Groß in Form stellt sich Karl-Heinz Herpel als Max Klävemann vor, der gewolltermaßen die Rolle eines Lebemanns mimt und treffsicher die Pointen ausspielt. Hans Macker weiß mit stoischer Ruhe den Firmenchef Julius Mesenbrink darzustellen, der in listiger Schläue seinen Firmenteilhaber (den etwas einfältigen Max Klävemann) mit seiner Tochter Wally verheiraten möchte. Auch in die Enge getrieben, immer weiß dieser Mesenbrink (fast immer) einen Ausweg. Und das Publikum amüsiert sich köstlich. Denn Max Klävemann muß einen Mann "mit Vorleben" darstellen, um so der Wally imponieren zu können. Das Vorhaben gelingt : auch, wenn nicht plötzlich unvorhergesehene Ereignisse eintreten. Diese zu beschreiben, hieß jedoch, die Spannung den Besuchern der folgenden Aufführungen zu nehmen.

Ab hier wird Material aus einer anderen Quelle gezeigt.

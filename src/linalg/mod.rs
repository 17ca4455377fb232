//! Dense linear algebra on simulated floats, and a mixed precision solver
//! that refines the solution of a linear system iteratively.

mod matrix;
mod plu;
mod solver;

pub use self::matrix::{Matrix, Permutation, RandomRange, Vector};
pub use self::plu::Factors;
pub use self::solver::{
    ErrorTracker, Factor, LinearSystem, Phase, Precisions, RefinementObserver,
    RefinementReport, SolverConfig,
};
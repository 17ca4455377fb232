use super::bits::BitSeq;
use super::float::{round_fraction, Category, ExpRange, WideExp};
use super::float::{FloatValue, Format, FP32};
use super::utils::mask;
use core::cmp::Ordering;

const F64_MANTISSA: usize = 52;
const F64_BIAS: i64 = 1023;

/// Returns the power of two `2^k` as a native double, or zero if it is below
/// the subnormal range.
fn pow2(k: i64) -> f64 {
    debug_assert!(k <= F64_BIAS);
    if k >= 1 - F64_BIAS {
        f64::from_bits(((k + F64_BIAS) as u64) << F64_MANTISSA)
    } else if k >= 1 - F64_BIAS - F64_MANTISSA as i64 {
        f64::from_bits(1u64 << (k + F64_BIAS - 1 + F64_MANTISSA as i64))
    } else {
        0.0
    }
}

impl FloatValue {
    /// Creates a new value of `format` from a native double. This is the
    /// same as [`FloatValue::from_f64`].
    pub fn new(format: Format, val: f64) -> Self {
        Self::from_f64(format, val)
    }

    /// Loads a native double. The exponent is exact, and the mantissa is
    /// truncated (not rounded) to the mantissa length of `format`. Values
    /// that are too large for the exponent field become infinity, and values
    /// that are too small become zero.
    pub fn from_f64(format: Format, val: f64) -> Self {
        let sign = val.is_sign_negative();
        if val.is_nan() {
            return Self::nan_with_sign(format, sign);
        }
        if val.is_infinite() {
            return Self::inf(format, sign);
        }
        if val == 0.0 {
            return Self::zero(format, sign);
        }

        let bits = val.to_bits();
        let biased_exp = ((bits >> F64_MANTISSA) & mask(11)) as i64;
        let mut fraction = bits & mask(F64_MANTISSA);
        let mut exp = biased_exp - F64_BIAS;

        if biased_exp == 0 {
            // Denormal input. Move the leading one to the implicit position.
            let msb = 63 - fraction.leading_zeros() as i64;
            fraction = (fraction << (F64_MANTISSA as i64 - msb))
                & mask(F64_MANTISSA);
            exp = msb + 1 - F64_BIAS - F64_MANTISSA as i64;
        }

        let wide = WideExp::from_i64(format, exp).add(&WideExp::bias(format));
        let exponent = match wide.classify() {
            ExpRange::Underflow => return Self::zero(format, sign),
            ExpRange::Overflow => return Self::inf(format, sign),
            ExpRange::InRange(e) => e,
        };
        let mantissa = BitSeq::from_u64(F64_MANTISSA, fraction)
            .resized(format.get_mantissa_len());

        Self::from_parts(format, sign, exponent, mantissa)
    }

    /// Loads a native float. See `from_f64`.
    pub fn from_f32(format: Format, val: f32) -> Self {
        Self::from_f64(format, val as f64)
    }

    /// Returns the value as a native double. Values with a wider mantissa are
    /// rounded to nearest-even, and values outside of the double range
    /// overflow to infinity or round into the denormal range.
    pub fn as_f64(&self) -> f64 {
        let sign = self.get_sign();
        match self.get_category() {
            Category::Zero => {
                if sign {
                    -0.0
                } else {
                    0.0
                }
            }
            Category::Infinity => {
                if sign {
                    f64::NEG_INFINITY
                } else {
                    f64::INFINITY
                }
            }
            Category::NaN => {
                if sign {
                    -f64::NAN
                } else {
                    f64::NAN
                }
            }
            Category::Normal => self.normal_as_f64(),
        }
    }

    fn normal_as_f64(&self) -> f64 {
        let format = self.get_format();
        let (fraction, carry) =
            round_fraction(self.get_mantissa(), F64_MANTISSA);
        let wide = WideExp::from_field(format, self.get_exponent())
            .sub(&WideExp::bias(format));
        let mut exp = wide.to_i64_saturating();
        if carry {
            exp = exp.saturating_add(1);
        }
        let fraction = fraction.to_u64_saturating();
        let sign_bit = (self.get_sign() as u64) << 63;

        if exp > F64_BIAS {
            return f64::from_bits(sign_bit | (mask(11) << F64_MANTISSA));
        }
        if exp > -F64_BIAS {
            let biased = ((exp + F64_BIAS) as u64) << F64_MANTISSA;
            return f64::from_bits(sign_bit | biased | fraction);
        }

        // Below the normal double range. Scale in two steps so that only the
        // last multiplication rounds.
        let significand =
            f64::from_bits(((F64_BIAS as u64) << F64_MANTISSA) | fraction);
        let res = significand * pow2(1 - F64_BIAS) * pow2(exp + F64_BIAS - 1);
        if self.get_sign() {
            -res
        } else {
            res
        }
    }

    /// Returns the value as a native float, by casting to the single
    /// precision layout first.
    pub fn as_f32(&self) -> f32 {
        self.cast_to(FP32).as_f64() as f32
    }

    /// Returns a copy of the value in the layout `to`. See `cast`.
    pub fn cast_to(&self, to: Format) -> Self {
        let mut res = self.clone();
        res.cast(to);
        res
    }

    /// Converts the value in place to the layout `to`. NaN and infinity keep
    /// their kind. For normal numbers the exponent is converted first, and
    /// saturates to infinity or zero if it does not fit. The mantissa is then
    /// zero padded or rounded to nearest-even, and a rounding carry is
    /// propagated into the exponent.
    pub fn cast(&mut self, to: Format) {
        if self.get_format() == to {
            return;
        }
        let sign = self.get_sign();
        *self = match self.get_category() {
            Category::NaN => Self::nan_with_sign(to, sign),
            Category::Infinity => Self::inf(to, sign),
            Category::Zero => Self::zero(to, sign),
            Category::Normal => self.cast_normal(to),
        }
    }

    fn cast_normal(&self, to: Format) -> Self {
        let sign = self.get_sign();
        let from_len = self.get_exponent_len();
        let to_len = to.get_exponent_len();
        let old = self.get_exponent();
        let lead = BitSeq::from_bools(&[old.get(0)]);

        // Changing the width of the exponent changes the bias. The leading
        // bit stays in place, and the bits after it are filled with (or must
        // be) the complement of the leading bit.
        let complement = |k: usize| {
            if old.get(0) {
                BitSeq::zeros(k)
            } else {
                BitSeq::ones(k)
            }
        };
        let mut exponent = match to_len.cmp(&from_len) {
            Ordering::Equal => old.clone(),
            Ordering::Greater => {
                let k = to_len - from_len;
                lead.concat(&complement(k)).concat(&old.slice(1, from_len))
            }
            Ordering::Less => {
                let k = from_len - to_len;
                if old.slice(1, k + 1) != complement(k) {
                    if old.get(0) {
                        return Self::inf(to, sign);
                    }
                    return Self::zero(to, sign);
                }
                let e = lead.concat(&old.slice(k + 1, from_len));
                if e.is_all_one() {
                    return Self::inf(to, sign);
                }
                e
            }
        };

        let (mantissa, carry) =
            round_fraction(self.get_mantissa(), to.get_mantissa_len());
        if carry {
            let wrapped = exponent.increment();
            if wrapped || exponent.is_all_one() {
                return Self::inf(to, sign);
            }
        }

        Self::from_parts(to, sign, exponent, mantissa)
    }
}

#[test]
fn test_round_trip_native() {
    use super::float::FP64;
    use super::utils;

    let pi = 355. / 113.;
    let a = FloatValue::from_f64(FP64, pi);
    assert_eq!(pi, a.as_f64());

    let f = f32::from_bits(0x41700000);
    let a = FloatValue::from_f32(FP32, f);
    assert_eq!(f, a.as_f32());

    for v in [0.0, -0.0, f64::INFINITY, f64::NEG_INFINITY] {
        let r = FloatValue::from_f64(FP64, v).as_f64();
        assert_eq!(r.to_bits(), v.to_bits());
        let r = FloatValue::from_f64(FP32, v).as_f64();
        assert_eq!(r.to_bits(), v.to_bits());
    }
    assert!(FloatValue::from_f64(FP64, f64::NAN).as_f64().is_nan());
    assert!(FloatValue::from_f64(FP32, -f64::NAN).is_nan());
    assert!(FloatValue::from_f64(FP32, -f64::NAN).is_negative());

    let mut lfsr = utils::Lfsr::new();
    for _ in 0..5000 {
        let v = f64::from_bits(lfsr.get64());
        if !v.is_normal() {
            continue;
        }
        let a = FloatValue::from_f64(FP64, v);
        assert_eq!(a.as_f64().to_bits(), v.to_bits());
        // Going through the representation again gives the same bits.
        let b = FloatValue::from_f64(FP64, a.as_f64());
        assert_eq!(a.bit_string(), b.bit_string());
    }
}

#[test]
fn test_load_store_all_f32() {
    // Try to load and store normals, infinities and NaNs.
    for i in 0..(1u64 << 16) {
        let in_f = f32::from_bits((i << 16) as u32);
        if in_f.is_subnormal() {
            continue;
        }
        let fp_f = FloatValue::from_f32(FP32, in_f);
        let out_f = fp_f.as_f32();
        assert_eq!(in_f.is_nan(), out_f.is_nan());
        assert_eq!(in_f.is_infinite(), out_f.is_infinite());
        assert!(in_f.is_nan() || (in_f.to_bits() == out_f.to_bits()));
    }
}

#[test]
fn test_cast_round_trip() {
    use super::float::FP64;
    use super::utils;

    // float -> double -> float keeps the bit pattern.
    let mut lfsr = utils::Lfsr::new_with_seed(7);
    for _ in 0..5000 {
        let f = f32::from_bits(lfsr.get64() as u32);
        if !f.is_normal() {
            continue;
        }
        let a = FloatValue::from_f32(FP32, f);
        let wide = a.cast_to(FP64);
        assert_eq!(wide.as_f64(), f as f64);
        let back = wide.cast_to(FP32);
        assert_eq!(back.bit_string(), a.bit_string());
    }

    // Casting propagates inf/nan.
    let a = FloatValue::from_f32(FP32, f32::NEG_INFINITY);
    let b = a.cast_to(FP64);
    assert!(b.is_inf());
    assert!(b.is_negative());
    assert!(FloatValue::nan(FP32).cast_to(FP64).is_nan());
    assert!(FloatValue::zero(FP32, true).cast_to(FP64).is_negative());
}

#[test]
fn test_cast_down_matches_hardware() {
    use super::float::FP64;
    use super::utils;

    let values = [0.3, 0.1, 14151241515., 14151215., 0.0000000001, 1e9];
    for v in values.iter().chain(utils::get_special_test_values().iter()) {
        let expected = *v as f32;
        if expected.is_subnormal() {
            continue;
        }
        let res = FloatValue::from_f64(FP64, *v).cast_to(FP32).as_f32();
        assert_eq!(v.is_nan(), res.is_nan());
        assert!(v.is_nan() || res.to_bits() == expected.to_bits());
    }

    // The rounding carry moves into the exponent.
    let v = 2.0 - f64::EPSILON;
    let res = FloatValue::from_f64(FP64, v).cast_to(FP32);
    assert_eq!(res.as_f64(), 2.0);

    // And can overflow the exponent.
    let v = (2.0 - f64::EPSILON) * 2f64.powi(127);
    let res = FloatValue::from_f64(FP64, v).cast_to(FP32);
    assert!(res.is_inf());
    assert_eq!(v as f32, f32::INFINITY);
}

#[test]
fn test_cast_saturation() {
    use super::float::FP64;

    let big = FloatValue::from_f64(FP64, 2.0 * f32::MAX as f64);
    let res = big.cast_to(FP32);
    assert!(res.is_inf());
    assert!(!res.is_negative());

    let small = FloatValue::from_f64(FP64, -1e-45);
    let res = small.cast_to(FP32);
    assert!(res.is_zero());
    assert!(res.is_negative());

    // The largest exponent of the narrow format is still in range.
    let max = FloatValue::from_f64(FP64, f32::MAX as f64).cast_to(FP32);
    assert_eq!(max.as_f32(), f32::MAX);
}

#[test]
fn test_from_f64_truncates() {
    use super::float::FP64;

    // Constructing a float truncates the mantissa.
    let direct = FloatValue::from_f64(FP32, 0.1);
    assert_eq!(direct.as_f32().to_bits(), 0x3dcccccc);
    // Casting from a wider format rounds to nearest.
    let cast = FloatValue::from_f64(FP64, 0.1).cast_to(FP32);
    assert_eq!(cast.as_f32().to_bits(), 0x3dcccccd);
    assert_eq!(cast.as_f32(), 0.1f32);
    assert!(direct.is_lt(&cast).unwrap());

    // Too large for the exponent field.
    let res = FloatValue::from_f64(FP32, -1e300);
    assert!(res.is_inf() && res.is_negative());
    // Too small for the exponent field.
    let res = FloatValue::from_f64(FP32, 1e-300);
    assert!(res.is_zero() && !res.is_negative());
}

#[test]
fn test_narrow_formats() {
    // Cast every normal value of a tiny format to wider exponents and back.
    let tiny = Format::new(3, 3).unwrap();
    let wide = Format::new(3, 5).unwrap();
    let wider = Format::new(10, 6).unwrap();
    for bits in 0..(1u64 << 7) {
        let exponent = BitSeq::from_u64(3, bits >> 3);
        let mantissa = BitSeq::from_u64(3, bits & 7);
        let v = FloatValue::from_fields(tiny, false, exponent, mantissa)
            .unwrap();
        // Skip the special values and the normals that share their exponent.
        if !v.is_normal() || v.get_exponent().is_all_one() {
            continue;
        }
        for to in [wide, wider] {
            let w = v.cast_to(to);
            assert_eq!(w.as_f64(), v.as_f64());
            assert_eq!(w.cast_to(tiny).bit_string(), v.bit_string());
        }
    }

    // The smallest stored exponent is a normal number, not a denormal.
    let v = FloatValue::from_f64(tiny, 0.125 * 1.5);
    assert_eq!(v.bit_string(), "0000100");
    assert_eq!(v.as_f64(), 0.1875);
    assert_eq!(FloatValue::from_f64(tiny, 15.0).as_f64(), 15.0);
    assert!(FloatValue::from_f64(tiny, 16.0).is_inf());
}

#[test]
fn test_denormal_inputs() {
    use super::float::FP64;

    // 1.5 * 2^-1023 is a denormal double, and a normal number with a zero
    // exponent field in the simulated layout.
    let v = 1.5 * f64::MIN_POSITIVE / 2.0;
    assert!(v.is_subnormal());
    let a = FloatValue::from_f64(FP64, v);
    assert!(a.is_normal());
    assert!(a.get_exponent().is_all_zero());
    assert_eq!(a.as_f64(), v);

    // Below the exponent range of the layout.
    assert!(FloatValue::from_f64(FP64, f64::MIN_POSITIVE / 4.0).is_zero());
}
impl Precisions {
    pub fn new(
        decomposition: Format,
        working: Format,
        residual: Format,
    ) -> Self {
        Self {
            decomposition,
            working,
            residual,
        }
    }

    /// Uses the same format for every step.
    pub fn uniform(format: Format) -> Self {
        Self::new(format, format, format)
    }

    /// The precision of the PLU decomposition and the correction solves.
    pub fn get_decomposition(&self) -> Format {
        self.decomposition
    }

    /// The precision of the solution and its updates.
    pub fn get_working(&self) -> Format {
        self.working
    }

    /// The precision of the system matrix and the residual.
    pub fn get_residual(&self) -> Format {
        self.residual
    }
}

/// Parameters of a [`LinearSystem`].
#[derive(Debug, Clone)]
pub struct SolverConfig {
    n: usize,
    precisions: Precisions,
    max_iter: usize,
    random_range: RandomRange,
    sparsity: f64,
}
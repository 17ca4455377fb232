//! Printing of float values. Values are printed through the nearest native
//! double, which is exact for every format up to double precision.

extern crate alloc;

use super::float::{Category, FloatValue, Format};
use alloc::string::String;
use core::fmt;

impl Format {
    /// Returns the highest number of decimal digits that are needed for
    /// representing values of this format accurately.
    pub fn get_decimal_accuracy(&self) -> usize {
        // Matula: N = 2 + floor(n / log(10, 2)).
        // We convert from bits to base-10 digits: log(2)/log(10) ==> 59/196.
        2 + (self.get_mantissa_len() * 59) / 196
    }
}

impl fmt::Display for Format {
    fn fmt(&self, f: &mut fmt::Formatter<'_>) -> fmt::Result {
        write!(
            f,
            "(m={}, e={})",
            self.get_mantissa_len(),
            self.get_exponent_len()
        )
    }
}

impl FloatValue {
    /// Returns the value printed with exactly `digits` digits after the
    /// decimal point.
    pub fn to_string_with_digits(&self, digits: usize) -> String {
        format!("{:.*}", digits, self.as_f64())
    }

    /// Prints the value with a fixed number of digits if one is given, or
    /// with the shortest representation otherwise.
    pub fn render(&self, digits: Option<usize>) -> String {
        match digits {
            Some(digits) => self.to_string_with_digits(digits),
            None => format!("{}", self),
        }
    }
}

impl fmt::Display for FloatValue {
    fn fmt(&self, f: &mut fmt::Formatter<'_>) -> fmt::Result {
        match self.get_category() {
            Category::NaN => f.write_str("NaN"),
            Category::Infinity if self.get_sign() => f.write_str("-inf"),
            Category::Infinity => f.write_str("inf"),
            _ => write!(f, "{}", self.as_f64()),
        }
    }
}

#[cfg(test)]
use super::float::{FP16, FP32, FP64};

#[test]
fn test_display() {
    let v = |x: f64| FloatValue::from_f64(FP64, x);
    assert_eq!(v(1.0).to_string(), "1");
    assert_eq!(v(-0.5).to_string(), "-0.5");
    assert_eq!(v(0.0).to_string(), "0");
    assert_eq!(v(-0.0).to_string(), "-0");
    assert_eq!(FloatValue::nan(FP64).to_string(), "NaN");
    assert_eq!(FloatValue::inf(FP16, false).to_string(), "inf");
    assert_eq!(FloatValue::inf(FP16, true).to_string(), "-inf");

    // Loading truncates, so this is the float just below 0.1.
    let tenth = FloatValue::from_f64(FP32, 0.1);
    assert_eq!(tenth.to_string(), "0.09999999403953552");
}

#[test]
fn test_fixed_digits() {
    let tenth = FloatValue::from_f64(FP32, 0.1);
    assert_eq!(tenth.to_string_with_digits(2), "0.10");
    assert_eq!(tenth.to_string_with_digits(4), "0.1000");

    let v = FloatValue::from_f64(FP64, -2.0 / 3.0);
    assert_eq!(v.to_string_with_digits(3), "-0.667");
    assert_eq!(v.render(Some(3)), "-0.667");
    assert_eq!(v.render(None), "-0.6666666666666666");
}

#[test]
fn test_decimal_accuracy_for_format() {
    assert_eq!(FP16.get_decimal_accuracy(), 5);
    assert_eq!(FP32.get_decimal_accuracy(), 8);
    assert_eq!(FP64.get_decimal_accuracy(), 17);
    assert_eq!(format!("{}", FP32), "(m=23, e=8)");
}
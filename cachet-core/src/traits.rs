//! Common traits for Cachet.
//!
//! These are the seams a host application plugs its own infrastructure into:
//! a key-value cache backend and a leveled log sink.

use std::time::Duration;

use crate::types::LogLevel;

// ═══════════════════════════════════════════════════════════════════════════════
// CACHE BACKEND TRAIT
// ═══════════════════════════════════════════════════════════════════════════════

/// Interface for the key-value store cached objects are written to.
///
/// Implementations might use:
/// - In-memory storage (the default, see `cachet-store`)
/// - Redis / Memcached (for production)
///
/// Values are opaque bytes; serializing the cached object is the caller's job.
pub trait CacheStore: Send + Sync {
    /// Fetches a live entry, if any.
    fn get(&self, key: &str) -> Option<Vec<u8>>;

    /// Stores `value` under `key`, expiring after `ttl`.
    fn set(&self, key: &str, value: Vec<u8>, ttl: Duration);

    /// Removes the entry under `key`. Missing keys are ignored.
    fn delete(&self, key: &str);
}

// ═══════════════════════════════════════════════════════════════════════════════
// LOG SINK TRAIT
// ═══════════════════════════════════════════════════════════════════════════════

/// Interface for diagnostic output about caching decisions.
pub trait LogSink: Send + Sync {
    /// Records an already prefixed message at the given level.
    fn log(&self, level: LogLevel, message: &str);
}
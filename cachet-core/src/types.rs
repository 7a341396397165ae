//! Shared value types.

use std::fmt;

use serde::{Deserialize, Serialize};

use crate::constants::DEFAULT_COLLECTION_ARGUMENT;

/// Severity of a message sent to a [`LogSink`](crate::traits::LogSink).
#[derive(Clone, Copy, Debug, PartialEq, Eq, PartialOrd, Ord, Hash, Serialize, Deserialize)]
#[serde(rename_all = "lowercase")]
pub enum LogLevel {
    /// Verbose diagnostics (cache reads and writes).
    Debug,
    /// Notable events.
    Info,
    /// Recoverable problems.
    Warn,
    /// Failures.
    Error,
}

impl fmt::Display for LogLevel {
    fn fmt(&self, f: &mut fmt::Formatter<'_>) -> fmt::Result {
        let name = match self {
            LogLevel::Debug => "debug",
            LogLevel::Info => "info",
            LogLevel::Warn => "warn",
            LogLevel::Error => "error",
        };
        f.write_str(name)
    }
}

/// Name of a collection-fetch argument set (`all`, `first`, `active`, ...).
///
/// The ORM layer compares the shape of a collection query against the
/// configured arguments to decide whether its result may be cached.
#[derive(Clone, Debug, PartialEq, Eq, Hash, PartialOrd, Ord, Serialize, Deserialize)]
#[serde(transparent)]
pub struct CollectionArgument(String);

impl CollectionArgument {
    /// Creates an argument from its name.
    pub fn new(name: impl Into<String>) -> Self {
        Self(name.into())
    }

    /// The default argument, `all`.
    pub fn all() -> Self {
        Self::new(DEFAULT_COLLECTION_ARGUMENT)
    }

    /// Returns the argument name.
    pub fn as_str(&self) -> &str {
        &self.0
    }
}

impl Default for CollectionArgument {
    fn default() -> Self {
        Self::all()
    }
}

impl fmt::Display for CollectionArgument {
    fn fmt(&self, f: &mut fmt::Formatter<'_>) -> fmt::Result {
        f.write_str(&self.0)
    }
}

impl From<&str> for CollectionArgument {
    fn from(name: &str) -> Self {
        Self::new(name)
    }
}

impl From<String> for CollectionArgument {
    fn from(name: String) -> Self {
        Self(name)
    }
}
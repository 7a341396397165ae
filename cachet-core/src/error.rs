//! Error types for Cachet.
//!
//! Nothing in Cachet is fatal: every error is caused by caller-supplied data
//! (a bad option file, an inverted scale, a failing TTL callback) and is
//! surfaced at the call that used it.

use thiserror::Error;

/// Result type alias using `CachetError`.
pub type Result<T> = std::result::Result<T, CachetError>;

/// Main error type for all Cachet operations.
#[derive(Debug, Error)]
pub enum CachetError {
    // ═══════════════════════════════════════════════════════════════════════════
    // TTL ERRORS
    // ═══════════════════════════════════════════════════════════════════════════

    /// A resolved TTL cannot be expressed as a duration.
    #[error("Invalid TTL: {seconds} seconds is not a non-negative finite duration")]
    InvalidTtl { seconds: f64 },

    /// Jitter bounds are inverted or not finite.
    #[error("Invalid TTL randomization scale: [{low}, {high})")]
    InvalidScale { low: f64, high: f64 },

    /// A per-object TTL callback failed.
    #[error("TTL callback failed: {0}")]
    TtlCallback(String),

    // ═══════════════════════════════════════════════════════════════════════════
    // CONFIGURATION ERRORS
    // ═══════════════════════════════════════════════════════════════════════════

    /// An option file could not be parsed.
    #[error("Configuration error in {path}: {reason}")]
    ConfigError {
        /// File the options were read from.
        path: String,
        /// Parser message, with line and column.
        reason: String,
    },

    // ═══════════════════════════════════════════════════════════════════════════
    // SERIALIZATION & STORAGE ERRORS
    // ═══════════════════════════════════════════════════════════════════════════

    /// JSON serialization/deserialization error.
    #[error("JSON error: {0}")]
    JsonError(#[from] serde_json::Error),

    /// File I/O error.
    #[error("I/O error: {0}")]
    IoError(#[from] std::io::Error),
}

impl CachetError {
    /// Returns true if this error comes from a TTL that could not be resolved.
    pub fn is_ttl_error(&self) -> bool {
        matches!(
            self,
            CachetError::InvalidTtl { .. }
                | CachetError::InvalidScale { .. }
                | CachetError::TtlCallback(_)
        )
    }

    /// Returns true if this is a validation error.
    pub fn is_validation_error(&self) -> bool {
        matches!(
            self,
            CachetError::InvalidTtl { .. } | CachetError::InvalidScale { .. }
        )
    }
}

Mit beherrschender Gestik und einiger Vehemenz spielt Annemarie Beermann Frau Meta Mesenbrink, die sehr schnell hinter die "geschäftlichen Nachtausflüge" ihres Mannes kommt. Als Nachwuchsdarstellerin gibt Rosemarie Hinrichs ihr Bühnendebüt und hat den Beifall auf ihrer Seite. Die kleine "Modenschau" am Rande ist hübsch anzuschauen. Noch ein Nachwuchsspieler stellte sich in dieser Premiere ins Rampenlicht: Karl Heinz Bols als Playboy Heinz Bremer. Auch er zeigt keine Unsicherheiten und erhielt anerkennenden Beifall. In den weiteren Rollen spielen Ellen Beutz die "sagenumwobene" Tänzerin Lia Pellerina und Enno Buß den Boxer Walter Kraftmeyer.
Vielleicht etwas zu überdreht bringt Gisela Schmidt die lebenslustige Tante Anna. Viel Spaß hat das Publikum mit Erika Kaebe in der Rolle der quicklebendigen Hausgehilfin Minna. Und Arnold Fischer schlüpft in die Chauffeurmontur des Harm Schröder. Allein die Aufzählung der langen Darstellerliste mag mit verdeutlichen. daß in diesen 120 Spielminuten allerlei passiert um "Klävemann speelt Levemann".
Die Regie hätte, wollte man nun unbedingt nach einer kritischen Anmerkung suchen, eventuell nach der Pause ein paar Szenen straffen können. Die Länge ist jedoch nicht störend. Die urwüchsige Sprache läßt die Besucher gern verweilen, es darf gelacht, es muß geschmunzelt werden. Schließlich nicht zu vergessen das hübsche und sorgfältig gebaute Bühnenbild: Die gute Stube bei Mesenbrinks. Mit dieser Vorstellung empfiehlt sich unsere Niederdeutsche Bühne sehr erfolgreich für die nächste Spielzeit.